13. Signs of Spiritual Liberty
Signs of Spiritual Liberty
Use 2. Oh beloved, what a blessed condition it is to have this spiritual liberty! Do but see the blessed use and comfort of it in all conditions. For if a man hath the Spirit of God to set him at spiritual liberty, in all temptations, either to sin, he hath the Spirit of God to free him from temptation; or, if temptation catch hold on him for sin, he hath the Spirit of God to fly to, the blood of Christ, to shew that if he confess his sins and lay hold on Christ, he hath pardon of sin; and the blood of Christ ’speaks better things than the blood of Abel.’ It speaks mercy and peace. If he by faith sprinkle it upon his soul, if he know the liberty of justification, and make use of it: what a blessed liberty is this when we have sinned! In restraint of the outward man. If ever God restrain us to humble us, what a blessed thing is this, that the spirit is at liberty! and that is the best part of a man. A man may have a free conscience and mind, in a restrained condition; and a man may be restrained in a free state. In the guilt of sin, bound over to the wrath of God, and bound over to another evil day, a man in the greatest thraldom may have liberty. What a blessed condition is this! So in sickness, to consider that there is a glorious liberty of the sons of God, and a redemption of body, as well as of soul, that this base body of mine shall be like Christ’s glorious body; that there is a resurrection to glory—the resurrection will make amends for all these sicknesses and ills of body—what a comfort is it to think of the resurrection to glory! And so when death comes, to know that by the blood of Christ there is a liberty to enter into heaven; that Christ by his blood hath opened a passage to heaven. And so in all necessities, to think I have a liberty to the throne of grace; I am free of heaven; I am free of the company of saints in earth and in heaven too; I am free to have communion with God; I have a freedom in all the promises;—what a sweet thing is this, in all wants and necessities, to use a spiritual liberty, to have the ear of God, as a favourite in heaven! Not only to be free from the wrath of God, but to have his favour, to have his care in all our necessities: what a blessed liberty is this, that a man may go with boldness to the throne of grace by the Spirit of Christ!

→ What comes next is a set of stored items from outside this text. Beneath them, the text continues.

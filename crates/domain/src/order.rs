//! Order lifecycle service: placement and cancellation.

use chrono::Utc;
use common::{Order, OrderId, OrderItem, OrderStatus, UserId};
use store::CommerceStore;

use crate::access::{AccessGuard, require_owner, require_owner_or_admin};
use crate::error::CommerceError;

/// Policy knobs for the order lifecycle.
#[derive(Debug, Clone, Copy)]
pub struct OrderPolicy {
    /// Maximum age, in days, at which an order may still be cancelled.
    pub max_cancel_days: i64,
}

impl Default for OrderPolicy {
    fn default() -> Self {
        Self { max_cancel_days: 3 }
    }
}

/// Service converting carts into orders and reversing that within a window.
///
/// Placement and cancellation each hand the store a complete write-set
/// (inventory adjustments plus order rows plus cart clearing) that is
/// committed atomically; a failure anywhere leaves no partial state.
pub struct OrderService<S> {
    store: S,
    policy: OrderPolicy,
}

impl<S: CommerceStore> OrderService<S> {
    /// Creates an order service with the default policy.
    pub fn new(store: S) -> Self {
        Self {
            store,
            policy: OrderPolicy::default(),
        }
    }

    /// Creates an order service with an explicit policy.
    pub fn with_policy(store: S, policy: OrderPolicy) -> Self {
        Self { store, policy }
    }

    /// Places an order from the user's cart.
    ///
    /// Builds one order line per cart line, snapshotting the current product
    /// price (not the cart's earlier snapshot), then commits inventory
    /// debits, order creation, and cart clearing as one unit of work.
    #[tracing::instrument(skip(self, guard))]
    pub async fn place_order(
        &self,
        guard: &dyn AccessGuard,
        user_id: UserId,
    ) -> Result<Order, CommerceError> {
        require_owner_or_admin(guard, user_id)?;

        let cart = self
            .store
            .find_cart_by_user(user_id)
            .await?
            .ok_or_else(|| CommerceError::NotFound("Cart not found".into()))?;

        if cart.is_empty() {
            return Err(CommerceError::BadRequest("Order items are empty".into()));
        }

        let mut items = Vec::with_capacity(cart.items.len());
        for line in &cart.items {
            let product = self
                .store
                .find_product(line.product_id)
                .await?
                .ok_or_else(|| CommerceError::NotFound("Product not found".into()))?;

            if !product.has_stock(line.quantity) {
                return Err(CommerceError::BadRequest(format!(
                    "Inventory is not enough for product: {}",
                    product.name
                )));
            }
            items.push(OrderItem::new(
                product.id,
                product.name.clone(),
                line.quantity,
                product.price,
            ));
        }

        let order = Order::new(user_id, Utc::now().date_naive(), items);
        let order = self.store.commit_placement(order, cart.id).await?;

        metrics::counter!("orders_placed_total").increment(1);
        tracing::info!(order_id = %order.id, %user_id, total = %order.total, "order placed");
        Ok(order)
    }

    /// Cancels an order, crediting inventory back.
    ///
    /// Only the owning user may cancel; admins are deliberately not granted
    /// cancellation of other users' orders. Cancellation is refused once the
    /// order is older than the policy window or already cancelled.
    #[tracing::instrument(skip(self, guard))]
    pub async fn cancel_order(
        &self,
        guard: &dyn AccessGuard,
        order_id: OrderId,
    ) -> Result<Order, CommerceError> {
        let mut order = self
            .store
            .find_order(order_id)
            .await?
            .ok_or_else(|| CommerceError::NotFound("Order not found".into()))?;

        require_owner(guard, order.user_id)?;

        if order.is_cancelled() {
            return Err(CommerceError::BadRequest("Order already cancelled".into()));
        }

        let days = order.days_since_order(Utc::now().date_naive());
        if days > self.policy.max_cancel_days {
            return Err(CommerceError::BadRequest(format!(
                "Order cannot be cancelled after {} days. Please contact support for further assistance.",
                self.policy.max_cancel_days
            )));
        }

        order.status = OrderStatus::Cancelled;
        let order = self.store.commit_cancellation(order).await?;

        metrics::counter!("orders_cancelled_total").increment(1);
        tracing::info!(order_id = %order.id, "order cancelled");
        Ok(order)
    }

    /// Loads an order by id. Owner or admin only.
    #[tracing::instrument(skip(self, guard))]
    pub async fn get_order(
        &self,
        guard: &dyn AccessGuard,
        order_id: OrderId,
    ) -> Result<Order, CommerceError> {
        let order = self
            .store
            .find_order(order_id)
            .await?
            .ok_or_else(|| CommerceError::NotFound("Order not found".into()))?;
        require_owner_or_admin(guard, order.user_id)?;
        Ok(order)
    }

    /// Lists a user's orders. Owner or admin only.
    #[tracing::instrument(skip(self, guard))]
    pub async fn get_orders_for_user(
        &self,
        guard: &dyn AccessGuard,
        user_id: UserId,
    ) -> Result<Vec<Order>, CommerceError> {
        require_owner_or_admin(guard, user_id)?;
        Ok(self.store.find_orders_by_user(user_id).await?)
    }
}

#[cfg(test)]
mod tests {
    use super::*;
    use crate::access::FixedGuard;
    use crate::cart::CartService;
    use common::{Money, Product, ProductId};
    use store::{CartStore, InMemoryStore, OrderStore, ProductStore};

    async fn seed_product(store: &InMemoryStore, inventory: u32) -> Product {
        store
            .save_product(Product::new(
                "Widget",
                "Acme",
                "A widget",
                "tools",
                Money::from_cents(500),
                inventory,
            ))
            .await
            .unwrap()
    }

    async fn fill_cart(store: &InMemoryStore, user_id: UserId, product_id: ProductId, qty: u32) {
        CartService::new(store.clone())
            .add_item(&FixedGuard::user(user_id), user_id, product_id, qty)
            .await
            .unwrap();
    }

    #[tokio::test]
    async fn place_order_debits_inventory_and_empties_cart() {
        let store = InMemoryStore::new();
        let service = OrderService::new(store.clone());
        let user_id = UserId::new();
        let guard = FixedGuard::user(user_id);
        let product = seed_product(&store, 10).await;
        fill_cart(&store, user_id, product.id, 5).await;

        let order = service.place_order(&guard, user_id).await.unwrap();

        assert_eq!(order.status, OrderStatus::Pending);
        assert_eq!(order.items.len(), 1);
        assert_eq!(order.items[0].quantity, 5);
        assert_eq!(order.items[0].price.cents(), 500);
        assert_eq!(order.total.cents(), 2500);

        let product = store.find_product(product.id).await.unwrap().unwrap();
        assert_eq!(product.inventory, 5);

        let cart = store.find_cart_by_user(user_id).await.unwrap().unwrap();
        assert!(cart.is_empty());
        assert!(cart.total.is_zero());
    }

    #[tokio::test]
    async fn order_lines_snapshot_current_price_not_cart_price() {
        let store = InMemoryStore::new();
        let service = OrderService::new(store.clone());
        let user_id = UserId::new();
        let guard = FixedGuard::user(user_id);
        let mut product = seed_product(&store, 10).await;
        fill_cart(&store, user_id, product.id, 2).await;

        // Price changes between add and placement.
        product.price = Money::from_cents(700);
        store.save_product(product).await.unwrap();

        let order = service.place_order(&guard, user_id).await.unwrap();
        assert_eq!(order.items[0].price.cents(), 700);
        assert_eq!(order.total.cents(), 1400);
    }

    #[tokio::test]
    async fn place_order_without_cart_is_not_found() {
        let store = InMemoryStore::new();
        let service = OrderService::new(store.clone());
        let user_id = UserId::new();

        let err = service
            .place_order(&FixedGuard::user(user_id), user_id)
            .await
            .unwrap_err();
        assert!(matches!(err, CommerceError::NotFound(_)));
    }

    #[tokio::test]
    async fn place_order_on_empty_cart_creates_nothing() {
        let store = InMemoryStore::new();
        let service = OrderService::new(store.clone());
        let user_id = UserId::new();
        let guard = FixedGuard::user(user_id);

        store
            .save_cart(common::Cart::new(user_id))
            .await
            .unwrap();

        let err = service.place_order(&guard, user_id).await.unwrap_err();
        assert!(matches!(err, CommerceError::BadRequest(_)));
        assert_eq!(store.order_count().await, 0);
    }

    #[tokio::test]
    async fn place_order_fails_without_debiting_when_stock_is_short() {
        let store = InMemoryStore::new();
        let service = OrderService::new(store.clone());
        let user_id = UserId::new();
        let guard = FixedGuard::user(user_id);
        let product = seed_product(&store, 3).await;
        fill_cart(&store, user_id, product.id, 5).await;

        let err = service.place_order(&guard, user_id).await.unwrap_err();
        assert!(matches!(err, CommerceError::BadRequest(_)));

        let product = store.find_product(product.id).await.unwrap().unwrap();
        assert_eq!(product.inventory, 3);
        assert_eq!(store.order_count().await, 0);
    }

    #[tokio::test]
    async fn cancel_restores_inventory_once() {
        let store = InMemoryStore::new();
        let service = OrderService::new(store.clone());
        let user_id = UserId::new();
        let guard = FixedGuard::user(user_id);
        let product = seed_product(&store, 10).await;
        fill_cart(&store, user_id, product.id, 5).await;

        let order = service.place_order(&guard, user_id).await.unwrap();
        let order = service.cancel_order(&guard, order.id).await.unwrap();
        assert!(order.is_cancelled());

        let restocked = store.find_product(product.id).await.unwrap().unwrap();
        assert_eq!(restocked.inventory, 10);

        // Second cancellation is refused and credits nothing further.
        let err = service.cancel_order(&guard, order.id).await.unwrap_err();
        assert!(matches!(err, CommerceError::BadRequest(_)));
        let restocked = store.find_product(product.id).await.unwrap().unwrap();
        assert_eq!(restocked.inventory, 10);
    }

    #[tokio::test]
    async fn cancel_outside_window_changes_nothing() {
        let store = InMemoryStore::new();
        let service = OrderService::new(store.clone());
        let user_id = UserId::new();
        let guard = FixedGuard::user(user_id);
        let product = seed_product(&store, 5).await;

        // An order placed four days ago, outside the default 3-day window.
        let items = vec![OrderItem::new(product.id, "Widget", 5, product.price)];
        let order_date = Utc::now().date_naive() - chrono::Days::new(4);
        let order = Order::new(user_id, order_date, items);
        store.save_order(order.clone()).await.unwrap();

        let err = service.cancel_order(&guard, order.id).await.unwrap_err();
        assert!(matches!(err, CommerceError::BadRequest(_)));

        let stored = store.find_order(order.id).await.unwrap().unwrap();
        assert_eq!(stored.status, OrderStatus::Pending);
        let product = store.find_product(product.id).await.unwrap().unwrap();
        assert_eq!(product.inventory, 5);
    }

    #[tokio::test]
    async fn cancel_at_window_boundary_is_allowed() {
        let store = InMemoryStore::new();
        let service = OrderService::new(store.clone());
        let user_id = UserId::new();
        let guard = FixedGuard::user(user_id);
        let product = seed_product(&store, 5).await;

        let items = vec![OrderItem::new(product.id, "Widget", 2, product.price)];
        let order_date = Utc::now().date_naive() - chrono::Days::new(3);
        let order = Order::new(user_id, order_date, items);
        store.save_order(order.clone()).await.unwrap();

        let order = service.cancel_order(&guard, order.id).await.unwrap();
        assert!(order.is_cancelled());
    }

    #[tokio::test]
    async fn cancellation_is_owner_only() {
        let store = InMemoryStore::new();
        let service = OrderService::new(store.clone());
        let user_id = UserId::new();
        let guard = FixedGuard::user(user_id);
        let product = seed_product(&store, 10).await;
        fill_cart(&store, user_id, product.id, 1).await;

        let order = service.place_order(&guard, user_id).await.unwrap();

        // Neither a stranger nor an admin may cancel another user's order.
        let err = service
            .cancel_order(&FixedGuard::user(UserId::new()), order.id)
            .await
            .unwrap_err();
        assert!(matches!(err, CommerceError::Forbidden));

        let err = service
            .cancel_order(&FixedGuard::admin(UserId::new()), order.id)
            .await
            .unwrap_err();
        assert!(matches!(err, CommerceError::Forbidden));
    }

    #[tokio::test]
    async fn reads_are_owner_or_admin() {
        let store = InMemoryStore::new();
        let service = OrderService::new(store.clone());
        let user_id = UserId::new();
        let guard = FixedGuard::user(user_id);
        let product = seed_product(&store, 10).await;
        fill_cart(&store, user_id, product.id, 1).await;

        let order = service.place_order(&guard, user_id).await.unwrap();

        assert!(service.get_order(&guard, order.id).await.is_ok());
        assert!(
            service
                .get_order(&FixedGuard::admin(UserId::new()), order.id)
                .await
                .is_ok()
        );
        assert!(matches!(
            service
                .get_order(&FixedGuard::user(UserId::new()), order.id)
                .await,
            Err(CommerceError::Forbidden)
        ));
        assert!(matches!(
            service
                .get_orders_for_user(&FixedGuard::anonymous(), user_id)
                .await,
            Err(CommerceError::Unauthorized)
        ));

        let orders = service.get_orders_for_user(&guard, user_id).await.unwrap();
        assert_eq!(orders.len(), 1);
    }
}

Beloved, it is invaluable. There is not the least branch of this spiritual liberty but it is worth a thousand worlds. How should we value it, and bless God for giving Christ to work this blessed liberty; and for giving his Spirit to apply it to us more and more, and to set us more and more at spiritual liberty. For both the Father, and the Son, and the Holy Ghost, all join in this spiritual liberty. The Father gives the Son, and he gives the Spirit; and all to set us free. It is a comfortable and blessed condition.
Use 3. But how shall we know whether we be set at liberty or no? Because all will pretend a liberty from the law and from the curse of God, and his wrath in justification? And though it be the foundation of all, I will not speak of that, but of that that always accompanies it, a liberty of holiness, a liberty to serve God, a liberty from bondage to lusts, and to Satan. Therefore,
(1.) Wheresoever the Spirit of God is, there is a liberty of holiness, to free us from the dominion of any one sin. We are freed ’to serve him in holiness all the days of our lives,’ Luke 1:75. Where the Spirit therefore is, it will free a man from thraldom to sin, even to any one sin. For the Spirit discovers to the soul the odiousness of the bondage. For a man to be a slave to Satan, who is his enemy, a cruel enemy, what an odious thing is this! Now whosoever is enthralled to any lust, is in thraldom to Satan by that lust. Therefore where this liberty is, there cannot be slavery to any one lust. Satan therefore cares not how many sins one leaves, if he live in any one sin; for he hath them in one sin, and can pull them in by one sin. As children when they have a bird, they can give it leave to fly, so it be in a string to pull it back again; so Satan hath men in a string, if they live in any one sin. The Spirit of Christ is not there, but Satan’s spirit, and he can pull them in when he will. The beast that runs away with a cord about him, he is catched by the cord again; so when we leave many sins, and yet notwithstanding carry his cords about us, he can pull us in when he lists. Such are prisoners at liberty more than others, but notwithstanding they are slaves to Satan by that, and where Satan keeps possession by one sin, and rules there, there is no liberty. For the spirit of sanctification where it is, is a counter-poison to the corruption of nature, and it is opposite to it, in all the powers of the soul. It suffers no corruption to get head.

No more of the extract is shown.